Ela hesitou, seus olhos vacilando enquanto olhava para mim, mas no final ela fixou o olhar no chão.
“Foi só um check-up,” ela murmurou a mentira facilmente como se estivesse preparada para isso.
“Você realmente espera que eu acredite nisso?” Eu disse incrédulo. “Você nunca foi a esta clínica antes e até se esforçou para evitar seu médico regular! Que diabos está acontecendo, Bia? Por favor, só–”
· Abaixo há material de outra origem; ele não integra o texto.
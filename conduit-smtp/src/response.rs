use core::fmt::{self, Display, Formatter};

use conduit_common::status::Status;

/// A reply sent to the client: a status code with one or more lines of text.
///
/// Renders with `-` continuations on every line but the last, each line
/// terminated by CRLF.
#[derive(Debug, Clone, PartialEq, Eq)]
pub struct Reply {
    status: Status,
    lines: Vec<String>,
}

impl Reply {
    pub fn new(status: Status, line: impl Into<String>) -> Self {
        Self {
            status,
            lines: vec![line.into()],
        }
    }

    pub fn multiline<I, L>(status: Status, lines: I) -> Self
    where
        I: IntoIterator<Item = L>,
        L: Into<String>,
    {
        let mut lines: Vec<String> = lines.into_iter().map(Into::into).collect();
        if lines.is_empty() {
            lines.push(String::new());
        }

        Self { status, lines }
    }

    pub const fn status(&self) -> Status {
        self.status
    }

    pub fn lines(&self) -> &[String] {
        &self.lines
    }
}

impl Display for Reply {
    fn fmt(&self, fmt: &mut Formatter<'_>) -> fmt::Result {
        let last = self.lines.len().saturating_sub(1);
        for (idx, line) in self.lines.iter().enumerate() {
            let separator = if idx == last { ' ' } else { '-' };
            if line.is_empty() && idx == last {
                write!(fmt, "{}\r\n", self.status)?;
            } else {
                write!(fmt, "{}{separator}{line}\r\n", self.status)?;
            }
        }

        Ok(())
    }
}

#[cfg(test)]
mod tests {
    use pretty_assertions::assert_eq;

    use super::*;

    #[test]
    fn single_line() {
        assert_eq!(Reply::new(Status::Ok, "Ok").to_string(), "250 Ok\r\n");
    }

    #[test]
    fn multi_line() {
        let reply = Reply::multiline(Status::Ok, ["relay.lan", "8BITMIME", "SIZE 1024"]);
        assert_eq!(
            reply.to_string(),
            "250-relay.lan\r\n250-8BITMIME\r\n250 SIZE 1024\r\n"
        );
    }

    #[test]
    fn empty_multiline_still_renders_a_line() {
        assert_eq!(
            Reply::multiline(Status::Ok, Vec::<String>::new()).to_string(),
            "250\r\n"
        );
    }
}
Eu avancei para alcançá-la, mas parei ao ver as lágrimas correrem pelo rosto dela, todo o seu corpo se despedindo enquanto ela silenciosamente se desmanchava em lágrimas diante de mim.
Eu engoli, me sentindo desconfortável e impotente. Eu abaixei a mão ao meu lado, finalmente desistindo. Eu não poderia cruzar esse limite se Bia não quisesse que eu o fizesse. E quanto mais tempo eu ficava aqui para interrogá-la, mais chateada ela ficava.
Então eu dei um passo atrás.
“Desculpa,” Eu disse em voz baixa, não olhando para a expressão dela, mesmo quando a vi levantar a cabeça. O gosto de frustração e decepção era amargo na minha língua enquanto eu contornava Bia. Eu destranquei a porta, abrindo-a enquanto saía.
“Fale comigo quando estiver pronta,” Eu disse em voz baixa e então fechei a porta atrás de mim.
O silêncio que me seguiu era mais alto do que qualquer coisa que eu já tinha ouvido antes, mas tudo que eu podia fazer era cerrar os dentes e ir embora.
Mesmo que parecesse que a mulher que eu amo estivesse escapando de mim.